Case in point: I was entered on 03/12/2009, passed on 07/09/2009, and raised on 09/12/2009.  My EA and FC catechisms were perfect, both question and answer in the long form.  But looking back on it, I didn't have the slightest clue about what was really being presented to me.  I am now going back and relearning a lot.  However, what is the alternative?  If someone would've told me the night of my initiation that there is a much deeper meaning to the ritual and that it would likely take years to understand before moving on and then doing it all over again, what would my reaction have been?  Furthermore, is offering that up pointe blank a bit like cheating?  In my lodge, if there were any brothers looking deeper, it was unknown to me, so the thought of slowing down would've been met with a resounding 'why?'.


----------



## Bob Reed (Jun 3, 2015)

Glen Cook said:


> I've not seen a qualitative difference in learning lessons of the degrees between thirty days or thirty months (indeed, 30 years for some).  Remember, the two degrees were conferred in one day in Scotland. Stevenson, _The First Freemasons_.  Further, it is uniquely US that the lengthy proficiency has been required.  In UGLE, where it may well take a year to get the degrees as we may only have four meetings and one is installation, proficiency is about 11 questions with the Deacon prompting.



I did not know that about Scotland...thanks! I just wonder that a new brother coming in might be disappointed to shotgun through the degrees and be left asking: Is that it? I just hear stories about brothers never coming back after their raising and wonder if their attention and expectations may have been better cultivated by being compelled to look deeper at what they just experienced. But as was stated by hanzosbm it is up to the individual to do that. Anyway good perspectives that I really didn't have before.


----------



## Glen Cook (Jun 3, 2015)

By way of analogy, even though my mother jurisdiction of Utah has requirements to be a Master (open, close and confer all three degrees, KS in third, one of the degree lectures), I didn't really know the ritual until I served a G Lecturer some 10 years years into my Masonic career. I certainly didn't "rush" through the ritual.  I still had t absorbed all I should learn. I've been practicing Masonic jurisprudence for my mother GL and three international bodies for some 16 years.  I just learned something new last week (some jurisdictions allow any MM to confer the degree). 

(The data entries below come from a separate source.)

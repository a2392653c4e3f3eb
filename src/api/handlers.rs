use crate::api::AppState;
use crate::error::AppError;
use crate::models::{
    render_export_csv, CommitOutcome, ExportRow, InputItem, LineItem, ReconcileOutcome,
    ReferenceRecord, TariffCandidate, EXPORT_COLUMNS, EXPORT_FILE_NAME,
};
use crate::service::{parse_upload, tariff};
use crate::store::{csv_file::render_records_csv, ReferenceStore};
use axum::{
    body::Bytes,
    extract::{Json, Query, State},
    http::{header, StatusCode},
    response::{IntoResponse, Response},
};
use chrono::{DateTime, Utc};
use serde::{Deserialize, Serialize};
use std::io::ErrorKind;

/// 新增记录下载文件名
pub const NEW_RECORDS_FILE_NAME: &str = "new_sku_records.csv";
pub const STORE_FILE_NAME: &str = "sku_reference_data.csv";
pub const TARIFF_EXPORT_FILE_NAME: &str = "selected_uk_tariff_codes.csv";

/// 通用响应体
#[derive(Debug, Serialize, Deserialize)]
pub struct ApiResponse<T> {
    pub success: bool,
    pub message: String,
    pub data: Option<T>,
}

/// 请求体: 订单行
#[derive(Debug, Deserialize)]
pub struct ReconcileRequest {
    pub items: Vec<InputItem>,
}

#[derive(Debug, Deserialize)]
pub struct UploadParams {
    pub file_name: String,
}

/// 请求体: 用户编辑后的商品行
#[derive(Debug, Deserialize)]
pub struct CommitRequest {
    pub items: Vec<LineItem>,
}

#[derive(Debug, Serialize)]
pub struct CommitResponse {
    pub committed_at: DateTime<Utc>,
    pub new_records: Vec<ReferenceRecord>,
    /// 预览表头
    pub export_columns: [&'static str; 14],
    pub export_rows: Vec<ExportRow>,
    /// DHL_ready_file.csv 内容 (无表头)
    pub export_csv: String,
    /// new_sku_records.csv 内容, 无新增时为空
    pub new_records_csv: Option<String>,
}

#[derive(Debug, Serialize, Deserialize)]
pub struct StoreSummary {
    pub exists: bool,
    pub record_count: usize,
}

#[derive(Debug, Deserialize)]
pub struct TariffQuery {
    #[serde(default)]
    pub q: String,
}

fn success<T: Serialize>(message: String, data: T) -> Response {
    let body = ApiResponse {
        success: true,
        message,
        data: Some(data),
    };
    (StatusCode::OK, Json(body)).into_response()
}

fn failure(status: StatusCode, message: String) -> Response {
    let body: ApiResponse<()> = ApiResponse {
        success: false,
        message,
        data: None,
    };
    (status, Json(body)).into_response()
}

fn error_response(e: &AppError) -> Response {
    let status = if e.is_bad_input() {
        StatusCode::BAD_REQUEST
    } else if matches!(e, AppError::Tariff(_)) {
        StatusCode::BAD_GATEWAY
    } else {
        StatusCode::INTERNAL_SERVER_ERROR
    };
    tracing::error!("Request failed: {}", e);
    failure(status, format!("Error: {}", e))
}

fn csv_download(file_name: &str, body: impl Into<axum::body::Body>) -> Response {
    (
        StatusCode::OK,
        [
            (header::CONTENT_TYPE, "text/csv; charset=utf-8".to_string()),
            (
                header::CONTENT_DISPOSITION,
                format!("attachment; filename=\"{file_name}\""),
            ),
        ],
        body.into(),
    )
        .into_response()
}

/// 在阻塞线程池中执行参考库相关的文件操作
async fn blocking<T, F>(f: F) -> Result<T, Response>
where
    F: FnOnce() -> T + Send + 'static,
    T: Send + 'static,
{
    tokio::task::spawn_blocking(f).await.map_err(|e| {
        tracing::error!("Blocking task failed: {}", e);
        failure(StatusCode::INTERNAL_SERVER_ERROR, format!("Error: {}", e))
    })
}

fn reconcile_message(outcome: &ReconcileOutcome) -> String {
    let s = &outcome.summary;
    format!(
        "Matched {} of {} items, {} need manual completion",
        s.matched, s.total, s.unmatched
    )
}

/// 健康检查
pub async fn health_check() -> &'static str {
    "OK"
}

/// 匹配订单行 (JSON)
pub async fn reconcile(
    State(state): State<AppState>,
    Json(req): Json<ReconcileRequest>,
) -> Response {
    let reconciler = state.reconciler.clone();
    match blocking(move || reconciler.reconcile(&req.items)).await {
        Ok(outcome) => success(reconcile_message(&outcome), outcome),
        Err(resp) => resp,
    }
}

/// 上传订单文件 (CSV / Excel) 并匹配
pub async fn reconcile_upload(
    State(state): State<AppState>,
    Query(params): Query<UploadParams>,
    body: Bytes,
) -> Response {
    let reconciler = state.reconciler.clone();
    let result = blocking(move || {
        let items = parse_upload(&params.file_name, &body)?;
        Ok::<_, AppError>(reconciler.reconcile(&items))
    })
    .await;

    match result {
        Ok(Ok(outcome)) => success(reconcile_message(&outcome), outcome),
        Ok(Err(e)) => error_response(&e),
        Err(resp) => resp,
    }
}

/// 提交编辑结果: 回写参考库并生成 DHL 导出
pub async fn commit(State(state): State<AppState>, Json(req): Json<CommitRequest>) -> Response {
    let reconciler = state.reconciler.clone();
    let outcome: CommitOutcome = match blocking(move || reconciler.commit(&req.items)).await {
        Ok(outcome) => outcome,
        Err(resp) => return resp,
    };

    let export_csv = match render_export_csv(&outcome.export_rows) {
        Ok(csv) => csv,
        Err(e) => return error_response(&e),
    };
    let new_records_csv = if outcome.new_records.is_empty() {
        None
    } else {
        match render_records_csv(&outcome.new_records) {
            Ok(csv) => Some(csv),
            Err(e) => return error_response(&e),
        }
    };

    let message = format!(
        "Exported {} rows to {}, {} new records written to reference store (see {})",
        outcome.export_rows.len(),
        EXPORT_FILE_NAME,
        outcome.new_records.len(),
        NEW_RECORDS_FILE_NAME
    );
    let response = CommitResponse {
        committed_at: outcome.committed_at,
        new_records: outcome.new_records,
        export_columns: EXPORT_COLUMNS,
        export_rows: outcome.export_rows,
        export_csv,
        new_records_csv,
    };
    success(message, response)
}

/// 下载 SKU 参考库
pub async fn download_store(State(state): State<AppState>) -> Response {
    let path = state.reconciler.store().path().to_path_buf();
    match tokio::fs::read(&path).await {
        Ok(bytes) => csv_download(STORE_FILE_NAME, bytes),
        Err(e) if e.kind() == ErrorKind::NotFound => failure(
            StatusCode::NOT_FOUND,
            "Reference store has not been created yet".to_string(),
        ),
        Err(e) => error_response(&AppError::Io(e)),
    }
}

/// 参考库概况
pub async fn store_summary(State(state): State<AppState>) -> Response {
    let reconciler = state.reconciler.clone();
    let summary = blocking(move || {
        let store = reconciler.store();
        StoreSummary {
            exists: store.exists(),
            record_count: store.records().len(),
        }
    })
    .await;

    match summary {
        Ok(summary) => success(
            format!("{} records in reference store", summary.record_count),
            summary,
        ),
        Err(resp) => resp,
    }
}

/// 清空参考库 (删除文件)
pub async fn clear_store(State(state): State<AppState>) -> Response {
    match state.reconciler.store().clear() {
        Ok(()) => success("Reference store cleared".to_string(), ()),
        Err(e) => error_response(&e),
    }
}

/// UK Trade Tariff 自由文本查询
pub async fn tariff_search(
    State(state): State<AppState>,
    Query(query): Query<TariffQuery>,
) -> Response {
    match state.tariff.search(&query.q).await {
        Ok(candidates) if candidates.is_empty() => success(
            "No results found. Please try a different description.".to_string(),
            candidates,
        ),
        Ok(candidates) => success(
            format!("Found {} commodity codes", candidates.len()),
            candidates,
        ),
        Err(e) => error_response(&e),
    }
}

/// 导出选中的候选编码
pub async fn tariff_export(Json(selected): Json<Vec<TariffCandidate>>) -> Response {
    match tariff::render_candidates_csv(&selected) {
        Ok(csv) => csv_download(TARIFF_EXPORT_FILE_NAME, csv),
        Err(e) => error_response(&e),
    }
}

OTOH, maybe I'm just a slow learner.


----------



## dfreybur (Jun 4, 2015)

Glen Cook said:


> I just learned something new last week (some jurisdictions allow any MM to confer the degree).



Because the long form of the proficiency (for jurisdictions that have a long form) contains so much of the opening and all of the obligation, I had no idea that some jurisdictions restrict who can obligate.  Maybe I learned that for the jurisprudence qualification for JW and have since forgotten?  I know of restrictions to open a lodge but not to obligate.  I thought it was tradition in my jurisdictions that wardens, masters or PM obligate not a requirement.


----------



## Warrior1256 (Jun 15, 2015)

In Kentucky there has to be at least 28 days between degrees.


----------



## Ripcord22A (Jun 17, 2015)

In oregon the norm is to ve enterted today, next regular communication prove up, then either a special communication will he called or at the next regular you will be passed and that will be repeated for the raising.  On occasions where the candidateslif gets in the way they may open lodge, prove up, close and reopen for the degree


----------



## Canadian Paul (Jun 18, 2015)

In lodges holding of the GL of Scotland, the 'proving of proficiency', as said earlier, consists of answering only a handful of provided questions, with prompting by the Deacon allowed! In theory candidate could get all 3 degrees in a few days. In practice, except in special circumstances, the shortest time would be four monthly meetings from balloting to MM degree. However, since lodges always work in the EA degree the EA is able to sit in lodge immediately upon being Initiated and so no pressure is felt about having to get him to the 3rd degree so he can sit in lodge. In my Mother Lodge, as in many others, the preference is to let the brother sit as an EA for several months before being Passed so he can observe and learn, both in his own lodge and by visiting other lodges. The same reasoning follows for having him sit as a FC for a while before being Raised. A similar situation holds in our sister jurisdiction, the GL of Newfoundland and Labrador.


----------



## Roy Vance (Jun 18, 2015)

In Texas, there is a mandatory two weeks between degrees, although, an EA has up to a year to complete his memory work and prove his proficiency in open lodge. FC also has up to a year, but MM must show his proficiency in open lodge within ninety days or he could go suspended. Now, in case a MM is not able to turn in his work in the alloted time, the Master of the Lodge may grant a short, up to sixty days, extention, as long as the Brother has not *WILLFULLY* refused to do the work. For example, I was initiated on 24 March 2011, passed 05 May 2011 and raised on 25 May 2011, but, I was able to meet with my instructor/mentor four days a week. I also turned in all three sections of the EA at one single meeting. Let me tell you, that was a lot of work.


----------



## Dennis Hurts (Jun 19, 2015)

I did it in three and a half, at 
Fred C. Brooks 60# in Oakland Ca..
It's up to the individual,how bad you want learn,and better yourself!


----------